→ What this task involves: Each line below with the word "expressions" needs to be copied.

#### Records for this task

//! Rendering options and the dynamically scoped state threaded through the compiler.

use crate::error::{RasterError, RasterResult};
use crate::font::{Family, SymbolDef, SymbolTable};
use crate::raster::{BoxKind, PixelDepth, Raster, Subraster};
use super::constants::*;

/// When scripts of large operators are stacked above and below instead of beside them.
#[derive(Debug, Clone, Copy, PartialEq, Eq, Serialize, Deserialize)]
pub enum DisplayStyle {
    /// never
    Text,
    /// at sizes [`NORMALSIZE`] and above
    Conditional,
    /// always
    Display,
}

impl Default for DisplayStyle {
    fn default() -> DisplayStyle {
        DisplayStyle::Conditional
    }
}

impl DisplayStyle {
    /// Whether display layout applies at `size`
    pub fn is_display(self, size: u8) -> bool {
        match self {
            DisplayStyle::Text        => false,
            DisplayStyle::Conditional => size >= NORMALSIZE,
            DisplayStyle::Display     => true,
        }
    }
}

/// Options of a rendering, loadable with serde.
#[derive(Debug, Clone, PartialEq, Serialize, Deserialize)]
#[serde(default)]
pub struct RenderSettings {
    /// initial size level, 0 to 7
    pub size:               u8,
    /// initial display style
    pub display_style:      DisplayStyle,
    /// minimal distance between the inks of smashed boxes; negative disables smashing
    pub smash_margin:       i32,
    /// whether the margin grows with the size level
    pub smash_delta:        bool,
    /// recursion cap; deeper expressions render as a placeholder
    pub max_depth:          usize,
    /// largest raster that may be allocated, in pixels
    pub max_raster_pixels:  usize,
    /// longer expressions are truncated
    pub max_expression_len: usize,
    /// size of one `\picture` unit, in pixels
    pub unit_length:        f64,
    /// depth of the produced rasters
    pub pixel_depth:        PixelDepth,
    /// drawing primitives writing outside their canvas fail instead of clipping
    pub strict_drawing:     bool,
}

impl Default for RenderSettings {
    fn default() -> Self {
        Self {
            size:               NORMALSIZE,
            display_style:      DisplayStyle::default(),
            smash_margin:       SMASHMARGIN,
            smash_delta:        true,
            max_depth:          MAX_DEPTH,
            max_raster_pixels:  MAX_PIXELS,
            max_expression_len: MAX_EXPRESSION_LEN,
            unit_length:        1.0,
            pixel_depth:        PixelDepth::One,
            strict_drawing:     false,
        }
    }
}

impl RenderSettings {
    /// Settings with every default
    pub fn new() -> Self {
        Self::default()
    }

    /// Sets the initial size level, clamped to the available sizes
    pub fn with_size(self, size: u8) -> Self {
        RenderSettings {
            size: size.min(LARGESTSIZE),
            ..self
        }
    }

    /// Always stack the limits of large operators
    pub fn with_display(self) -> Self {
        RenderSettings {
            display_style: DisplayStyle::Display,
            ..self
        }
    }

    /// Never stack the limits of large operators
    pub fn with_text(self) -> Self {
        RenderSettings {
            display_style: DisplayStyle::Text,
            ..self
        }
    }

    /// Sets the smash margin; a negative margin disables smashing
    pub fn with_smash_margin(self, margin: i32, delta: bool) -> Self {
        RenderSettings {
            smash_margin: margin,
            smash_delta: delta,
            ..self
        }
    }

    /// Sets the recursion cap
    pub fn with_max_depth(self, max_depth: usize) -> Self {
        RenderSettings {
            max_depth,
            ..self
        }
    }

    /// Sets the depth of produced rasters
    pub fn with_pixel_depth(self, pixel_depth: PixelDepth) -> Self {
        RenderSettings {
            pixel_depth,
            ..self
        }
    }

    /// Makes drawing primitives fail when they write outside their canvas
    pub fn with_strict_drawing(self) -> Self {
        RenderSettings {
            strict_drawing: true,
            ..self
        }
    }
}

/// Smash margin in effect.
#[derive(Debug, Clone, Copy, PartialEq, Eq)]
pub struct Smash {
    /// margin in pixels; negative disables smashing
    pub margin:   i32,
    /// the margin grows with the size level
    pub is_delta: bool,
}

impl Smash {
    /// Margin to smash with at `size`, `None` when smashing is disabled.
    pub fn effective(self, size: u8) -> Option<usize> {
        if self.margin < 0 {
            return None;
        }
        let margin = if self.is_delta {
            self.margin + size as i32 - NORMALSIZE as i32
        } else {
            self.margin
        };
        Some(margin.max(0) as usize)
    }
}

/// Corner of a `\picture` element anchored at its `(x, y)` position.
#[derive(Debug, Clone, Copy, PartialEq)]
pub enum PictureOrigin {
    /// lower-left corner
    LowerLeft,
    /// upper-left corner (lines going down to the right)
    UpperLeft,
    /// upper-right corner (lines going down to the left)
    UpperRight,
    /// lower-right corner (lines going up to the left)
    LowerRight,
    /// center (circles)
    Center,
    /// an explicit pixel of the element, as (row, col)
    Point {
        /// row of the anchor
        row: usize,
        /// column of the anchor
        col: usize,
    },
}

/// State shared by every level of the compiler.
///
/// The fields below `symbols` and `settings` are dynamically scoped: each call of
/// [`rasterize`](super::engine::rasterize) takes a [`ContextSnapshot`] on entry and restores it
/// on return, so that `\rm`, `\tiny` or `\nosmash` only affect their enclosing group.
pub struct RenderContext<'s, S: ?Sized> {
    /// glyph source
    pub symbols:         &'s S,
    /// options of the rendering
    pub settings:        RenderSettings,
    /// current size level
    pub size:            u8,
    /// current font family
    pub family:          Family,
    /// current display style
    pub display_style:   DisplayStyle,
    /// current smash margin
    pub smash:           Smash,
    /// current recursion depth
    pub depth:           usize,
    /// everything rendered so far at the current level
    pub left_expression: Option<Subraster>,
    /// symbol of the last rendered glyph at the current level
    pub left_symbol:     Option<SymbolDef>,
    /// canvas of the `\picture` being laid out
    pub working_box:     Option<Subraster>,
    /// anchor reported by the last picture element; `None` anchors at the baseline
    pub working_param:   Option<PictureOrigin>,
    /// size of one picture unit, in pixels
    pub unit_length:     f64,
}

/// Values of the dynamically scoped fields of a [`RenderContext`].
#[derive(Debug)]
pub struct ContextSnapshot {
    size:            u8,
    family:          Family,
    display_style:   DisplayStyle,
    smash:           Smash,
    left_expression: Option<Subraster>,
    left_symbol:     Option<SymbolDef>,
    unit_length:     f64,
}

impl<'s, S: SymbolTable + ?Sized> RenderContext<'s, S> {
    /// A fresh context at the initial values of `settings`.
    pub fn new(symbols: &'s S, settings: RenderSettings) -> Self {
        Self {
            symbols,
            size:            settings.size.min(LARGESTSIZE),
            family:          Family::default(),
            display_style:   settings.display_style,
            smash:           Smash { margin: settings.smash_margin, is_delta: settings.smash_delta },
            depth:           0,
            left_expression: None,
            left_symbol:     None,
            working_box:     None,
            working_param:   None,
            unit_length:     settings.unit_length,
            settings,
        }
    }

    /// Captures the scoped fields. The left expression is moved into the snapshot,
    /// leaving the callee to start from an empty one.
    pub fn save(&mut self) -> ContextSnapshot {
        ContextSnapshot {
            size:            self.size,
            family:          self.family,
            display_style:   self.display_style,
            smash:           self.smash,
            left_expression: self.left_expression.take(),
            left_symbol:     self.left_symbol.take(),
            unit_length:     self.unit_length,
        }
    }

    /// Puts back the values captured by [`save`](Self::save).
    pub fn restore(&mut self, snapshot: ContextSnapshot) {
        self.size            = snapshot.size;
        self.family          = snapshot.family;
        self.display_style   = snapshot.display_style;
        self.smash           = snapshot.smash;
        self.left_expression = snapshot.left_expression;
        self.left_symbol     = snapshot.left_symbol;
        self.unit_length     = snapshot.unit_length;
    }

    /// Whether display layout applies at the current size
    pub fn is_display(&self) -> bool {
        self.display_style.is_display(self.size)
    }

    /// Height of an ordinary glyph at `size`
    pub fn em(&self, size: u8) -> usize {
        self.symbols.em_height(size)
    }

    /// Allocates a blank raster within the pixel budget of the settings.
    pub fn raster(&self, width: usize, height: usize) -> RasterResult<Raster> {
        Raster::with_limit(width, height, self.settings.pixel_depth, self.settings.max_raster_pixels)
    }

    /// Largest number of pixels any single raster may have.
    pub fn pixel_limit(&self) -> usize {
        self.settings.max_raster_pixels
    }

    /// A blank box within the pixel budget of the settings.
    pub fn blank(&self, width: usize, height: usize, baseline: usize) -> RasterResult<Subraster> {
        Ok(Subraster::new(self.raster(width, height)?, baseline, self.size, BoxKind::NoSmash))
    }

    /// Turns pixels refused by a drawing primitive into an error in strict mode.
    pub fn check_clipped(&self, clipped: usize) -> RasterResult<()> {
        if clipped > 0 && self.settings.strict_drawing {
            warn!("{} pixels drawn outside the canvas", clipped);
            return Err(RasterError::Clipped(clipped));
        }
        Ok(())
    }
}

########

→ Solution for this problem:
    /// recursion cap; deeper expressions render as a placeholder
    /// longer expressions are truncated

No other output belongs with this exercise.